(Stored data entries)
::::
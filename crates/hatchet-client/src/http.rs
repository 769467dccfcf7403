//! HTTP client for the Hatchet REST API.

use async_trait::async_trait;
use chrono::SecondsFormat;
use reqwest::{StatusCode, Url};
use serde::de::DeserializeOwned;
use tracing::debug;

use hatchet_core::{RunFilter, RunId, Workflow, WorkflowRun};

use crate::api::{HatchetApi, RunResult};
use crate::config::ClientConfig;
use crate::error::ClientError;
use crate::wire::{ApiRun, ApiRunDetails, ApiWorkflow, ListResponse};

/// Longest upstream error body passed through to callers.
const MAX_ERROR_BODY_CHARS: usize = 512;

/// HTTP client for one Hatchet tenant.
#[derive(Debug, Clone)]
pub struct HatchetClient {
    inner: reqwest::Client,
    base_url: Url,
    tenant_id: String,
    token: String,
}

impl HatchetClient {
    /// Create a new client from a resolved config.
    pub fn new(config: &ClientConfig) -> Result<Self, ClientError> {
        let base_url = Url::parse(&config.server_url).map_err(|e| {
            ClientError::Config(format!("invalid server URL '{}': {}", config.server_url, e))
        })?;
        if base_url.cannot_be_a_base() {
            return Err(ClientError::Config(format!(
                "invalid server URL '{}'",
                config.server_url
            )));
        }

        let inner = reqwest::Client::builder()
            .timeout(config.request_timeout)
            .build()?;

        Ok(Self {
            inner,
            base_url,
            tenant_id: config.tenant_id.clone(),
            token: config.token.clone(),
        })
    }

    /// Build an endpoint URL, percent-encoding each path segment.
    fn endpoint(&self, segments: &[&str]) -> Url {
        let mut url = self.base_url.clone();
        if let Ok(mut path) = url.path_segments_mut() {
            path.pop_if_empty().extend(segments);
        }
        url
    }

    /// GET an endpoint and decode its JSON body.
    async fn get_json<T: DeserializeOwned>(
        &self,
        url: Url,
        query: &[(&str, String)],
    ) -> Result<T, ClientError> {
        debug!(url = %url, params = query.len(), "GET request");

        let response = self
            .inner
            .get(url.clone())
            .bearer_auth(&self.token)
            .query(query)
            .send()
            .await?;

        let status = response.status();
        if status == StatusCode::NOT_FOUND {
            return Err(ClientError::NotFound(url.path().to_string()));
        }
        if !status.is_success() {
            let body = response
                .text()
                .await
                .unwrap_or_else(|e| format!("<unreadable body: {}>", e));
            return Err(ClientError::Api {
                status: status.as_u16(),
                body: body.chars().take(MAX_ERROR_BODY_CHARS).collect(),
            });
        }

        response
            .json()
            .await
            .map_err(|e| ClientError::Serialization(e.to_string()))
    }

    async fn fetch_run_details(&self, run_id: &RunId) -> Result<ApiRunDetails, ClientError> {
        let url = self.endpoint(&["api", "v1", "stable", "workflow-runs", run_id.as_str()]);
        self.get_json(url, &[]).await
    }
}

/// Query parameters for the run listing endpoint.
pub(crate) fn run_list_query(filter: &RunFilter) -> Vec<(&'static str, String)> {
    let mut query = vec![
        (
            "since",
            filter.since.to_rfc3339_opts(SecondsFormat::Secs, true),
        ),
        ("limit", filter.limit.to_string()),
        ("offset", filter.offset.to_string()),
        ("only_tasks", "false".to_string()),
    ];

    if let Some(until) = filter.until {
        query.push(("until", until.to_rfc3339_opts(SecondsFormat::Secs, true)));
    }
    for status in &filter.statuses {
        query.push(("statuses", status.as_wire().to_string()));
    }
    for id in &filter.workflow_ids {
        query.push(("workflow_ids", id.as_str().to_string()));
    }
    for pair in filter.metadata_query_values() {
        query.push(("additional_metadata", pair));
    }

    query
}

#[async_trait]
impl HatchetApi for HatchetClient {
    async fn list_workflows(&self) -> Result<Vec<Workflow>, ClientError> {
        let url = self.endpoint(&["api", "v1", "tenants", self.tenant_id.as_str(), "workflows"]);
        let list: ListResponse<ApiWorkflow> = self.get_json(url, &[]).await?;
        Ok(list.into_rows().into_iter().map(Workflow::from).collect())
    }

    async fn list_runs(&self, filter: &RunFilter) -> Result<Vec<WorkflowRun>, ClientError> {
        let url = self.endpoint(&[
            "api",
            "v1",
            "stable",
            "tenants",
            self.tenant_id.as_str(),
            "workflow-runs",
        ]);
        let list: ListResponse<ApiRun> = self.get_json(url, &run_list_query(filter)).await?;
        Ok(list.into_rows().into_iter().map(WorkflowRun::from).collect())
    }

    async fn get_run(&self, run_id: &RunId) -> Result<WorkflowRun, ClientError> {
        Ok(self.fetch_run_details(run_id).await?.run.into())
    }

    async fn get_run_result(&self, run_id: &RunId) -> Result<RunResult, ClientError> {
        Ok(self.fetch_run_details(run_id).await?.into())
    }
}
::::
Task instructions - Go through the records above and copy every line holding the word "ListResponse".

Answer to this task -
use crate::wire::{ApiRun, ApiRunDetails, ApiWorkflow, ListResponse};
        let list: ListResponse<ApiWorkflow> = self.get_json(url, &[]).await?;
        let list: ListResponse<ApiRun> = self.get_json(url, &run_list_query(filter)).await?;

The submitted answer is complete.